Two papers have recently been published, reporting on perovskite-based LEDs. The efficiencies with which some perovskite LEDs (PLEDs) produce light from electrons already seem to rival those of OLEDs.

Perovskite-based LEDs structure image

Both papers, by Cao et al. and Lin et al., have developed PLEDs that break an important technological barrier: the external quantum efficiency (EQE) of the devices, which quantifies the number of photons produced per electron consumed, is greater than 20%. There are several similarities between the devices reported by the two groups. Perhaps most notably, the active (emissive) perovskite layer is about 200 nanometres thick in both cases, and is sandwiched between two relatively simple electrodes. This design is called a planar structure, and is the most basic manifestation of diodes made from thin films of materials. The electrodes are appropriately modified to ensure that electrons and holes (quasiparticles formed by the absence of electrons in atomic lattices) are efficiently pumped into the perovskite. As in all LEDs, when electrons meet holes, they can release energy in the form of photons through a process known as radiative recombination.

Yet another similarity between the devices presented in these papers is that the perovskite layers were prepared using solutions, from which the semiconductors crystallized to form the emissive components of the LEDs. Cao et al. used a perovskite known as formamidinium lead iodide (FAPI), mixed with an amino-acid additive (aminovaleric acid) to control the size and orientation of the resultant perovskite crystals. FAPI has been quite widely explored as a semiconductor for solar cells, but Lin et al. report a new composite material in which crystals of the perovskite CsPbBr3 are partly enclosed by a shell of an organic compound (methyl ammonium bromide; MABr).

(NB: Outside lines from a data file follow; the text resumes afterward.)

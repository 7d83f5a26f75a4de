//! # CI Audit Library
//!
//! This library provides the core functionality for the `ci-audit`
//! command-line tool: analyzing a repository's CI setup as a one-shot,
//! synchronous step inside a CI pipeline. It can also be embedded in other
//! tooling that needs the same lookups.
//!
//! ## Quick Example
//!
//! ```
//! use ci_audit::config::CiConfig;
//!
//! let merged = serde_yaml::from_str(
//!     r#"
//! .rules:build-only:
//!   rules:
//!     - if: $CI_PIPELINE_SOURCE == "push"
//! build_job:
//!   extends: .rules:build-only
//!   script: make
//! "#,
//! )
//! .unwrap();
//!
//! let config = CiConfig::from_merged(merged);
//! assert!(config.declared_rules().contains(".rules:build-only"));
//! assert!(config.unused_rules().is_empty());
//! ```
//!
//! ## Core Concepts
//!
//! - **Configuration model (`config`)**: loads the root `.gitlab-ci.yml` and
//!   the documents it includes, merges them last-write-wins, and classifies
//!   the result into defaults, anchors, jobs, and rule fragments. Loading is
//!   fail-fast: a broken configuration is an error, never an empty model.
//! - **Git accessors (`git`)**: tracked files, submodule paths, and
//!   executable-bit checks. These are advisory lookups and degrade to empty
//!   results with a logged warning on failure.
//! - **Manifest discovery (`manifest`)**: finds per-directory
//!   `.build-test-rules.yml` files, skipping vendored dependencies.
//! - **Defaults (`defaults`)**: well-known filenames and the repository-root
//!   resolution, computed once at process start and passed explicitly.
//!
//! Everything is single-threaded and blocking; each model instance is
//! independent and immutable after construction.

pub mod config;
pub mod defaults;
pub mod error;
pub mod git;
pub mod manifest;

#[cfg(test)]
mod config_proptest;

Achieving high EQEs in any LED requires the elimination of non-radiative losses, as electron–hole-recombination pathways do not produce photons. Both Cao and colleagues’ and Lin and colleagues’ PLEDs deliver on this equally well. But the two groups also used other, subtly different methods to improve the EQE.

Cao et al. targeted the outcoupling problem, which is well known in the realm of thin-film LEDs (like PLEDs and OLEDs). The outcoupling problem is that the optical physics of planar diodes causes 70–80% of the light generated by the semiconductor to be trapped in the device.

Cao and colleagues took a simple approach to this issue: they optimized their perovskite-processing conditions so that the emissive layer spontaneously forms as distinct submicrometre-scale crystal platelets. The authors’ computational modelling shows that this submicrometre structuring increases the fraction of light that makes it out of the emissive layer to 30%, compared with 22% for an equivalent ‘flat-layer’ perovskite device (a device in which the perovskite layer does not have submicrometre structuring). In combination with the reduction in non-radiative losses, this results in an EQE of 20.7%.

By contrast, Lin et al. used a flat emissive layer, but tried to optimize the balance of electrons and holes injected into the perovskite, to make the most efficient use of every charge. This seems to be facilitated by the MABr shells that enclose the perovskite crystals. The resulting PLEDs have an EQE of 20.3%.

It is, however, important to point out that OLEDs, and in fact all optoelectronic devices based on organic semiconductors, suffered for many years from stability issues. The first polymer OLEDs could emit light for only seconds, and subsequent advances were needed to ensure that smartphone screens and OLED televisions last for tens of thousands of hours. The lifetime of LEDs can be measured by the T50 metric, which is the time for the performance of the device to drop by half. The T50 values of Cao and colleagues’ and Lin and colleagues’ PLEDs are currently modest: 20 hours and 100 hours, respectively.

Moreover, displays require a minimum of three colors (and preferably more) to create high-quality color images. Developing a range of colors for OLEDs was a big challenge. Cao and co-workers’ PLEDs emit in the near-infrared region of the electromagnetic spectrum, and Lin and co-workers’ PLEDs emit green light — which is a good start. Multiple colors of PLEDs could be generated by altering the composition of the devices, but the same developmental journey as was needed for OLEDs probably lies ahead.

The two papers also highlight problems that occur every time new optoelectronic materials emerge as a technological platform: inconsistent characterization and a lack of standards. Because Cao and colleagues’ PLEDs emit light from outside the visible spectrum, they report the metrics of their devices radiometrically — they use a measure that simply takes into account the total emitted power. By contrast, Lin and colleagues describe the emission of their green PLED using photometric measures, which are weighted by the response of the human eye. The two groups also report the peak EQEs at different brightnesses, and therefore at different driving currents. This makes direct comparison somewhat problematic.